> _Problem details_
Only the lines that hold "Self" should be in the answer, each copied from the data below.

> _Entries provided_
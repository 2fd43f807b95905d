//! Error types for curio.

use thiserror::Error;
use uuid::Uuid;

/// Result type alias using curio's Error type.
pub type Result<T> = std::result::Result<T, Error>;

/// Core error type for curio operations.
#[derive(Error, Debug)]
pub enum Error {
    /// Database operation failed (wraps sqlx::Error)
    #[error("Database error: {0}")]
    Database(#[from] sqlx::Error),

    /// Resource not found
    #[error("Not found: {0}")]
    NotFound(String),

    /// Item not found by (uuid, version)
    #[error("Item not found: {uuid} v{version}")]
    ItemNotFound { uuid: Uuid, version: i32 },

    /// Institution not found by its stable unique id
    #[error("Institution not found: {0}")]
    InstitutionNotFound(i64),

    /// Request payload failed validation; `field` tags the offending input
    #[error("Validation failed on '{field}': {message}")]
    Validation { field: String, message: String },

    /// Search operation failed
    #[error("Search error: {0}")]
    Search(String),

    /// Serialization/deserialization error
    #[error("Serialization error: {0}")]
    Serialization(String),

    /// Configuration error
    #[error("Configuration error: {0}")]
    Config(String),

    /// Invalid input
    #[error("Invalid input: {0}")]
    InvalidInput(String),

    /// Internal error
    #[error("Internal error: {0}")]
    Internal(String),

    /// File I/O operation failed
    #[error("I/O error: {0}")]
    Io(#[from] std::io::Error),
}

impl Error {
    /// Build a validation error for a named request field.
    pub fn validation(field: impl Into<String>, message: impl Into<String>) -> Self {
        Error::Validation {
            field: field.into(),
            message: message.into(),
        }
    }
}

impl From<serde_json::Error> for Error {
    fn from(e: serde_json::Error) -> Self {
        Error::Serialization(e.to_string())
    }
}

#[cfg(test)]
mod tests {
    use super::*;

    #[test]
    fn test_error_display_not_found() {
        let err = Error::NotFound("hierarchy topic".to_string());
        assert_eq!(err.to_string(), "Not found: hierarchy topic");
    }

    #[test]
    fn test_error_display_item_not_found() {
        let uuid = Uuid::nil();
        let err = Error::ItemNotFound { uuid, version: 3 };
        assert_eq!(err.to_string(), format!("Item not found: {} v3", uuid));
    }

    #[test]
    fn test_error_display_institution_not_found() {
        let err = Error::InstitutionNotFound(42);
        assert_eq!(err.to_string(), "Institution not found: 42");
    }

    #[test]
    fn test_validation_carries_field_tag() {
        let err = Error::validation("date", "cannot parse 'nope'");
        match &err {
            Error::Validation { field, message } => {
                assert_eq!(field, "date");
                assert!(message.contains("nope"));
            }
            _ => panic!("Expected Validation error"),
        }
        assert_eq!(
            err.to_string(),
            "Validation failed on 'date': cannot parse 'nope'"
        );
    }

    #[test]
    fn test_error_display_config() {
        let err = Error::Config("CURIO_TIME_ZONE_OFFSET is malformed".to_string());
        assert!(err.to_string().starts_with("Configuration error:"));
    }

    #[test]
    fn test_from_serde_json_error() {
        let json_err = serde_json::from_str::<i32>("not a number").unwrap_err();
        let err: Error = json_err.into();
        match err {
            Error::Serialization(msg) => assert!(!msg.is_empty()),
            _ => panic!("Expected Serialization error"),
        }
    }

    #[test]
    fn test_from_io_error() {
        let io_err = std::io::Error::new(std::io::ErrorKind::PermissionDenied, "access denied");
        let err: Error = io_err.into();
        assert!(matches!(err, Error::Io(_)));
    }

    #[test]
    fn test_error_is_send_sync() {
        fn assert_send<T: Send>() {}
        fn assert_sync<T: Sync>() {}

        assert_send::<Error>();
        assert_sync::<Error>();
    }
}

> _Task result_
    pub fn validation(field: impl Into<String>, message: impl Into<String>) -> Self {
    fn from(e: serde_json::Error) -> Self {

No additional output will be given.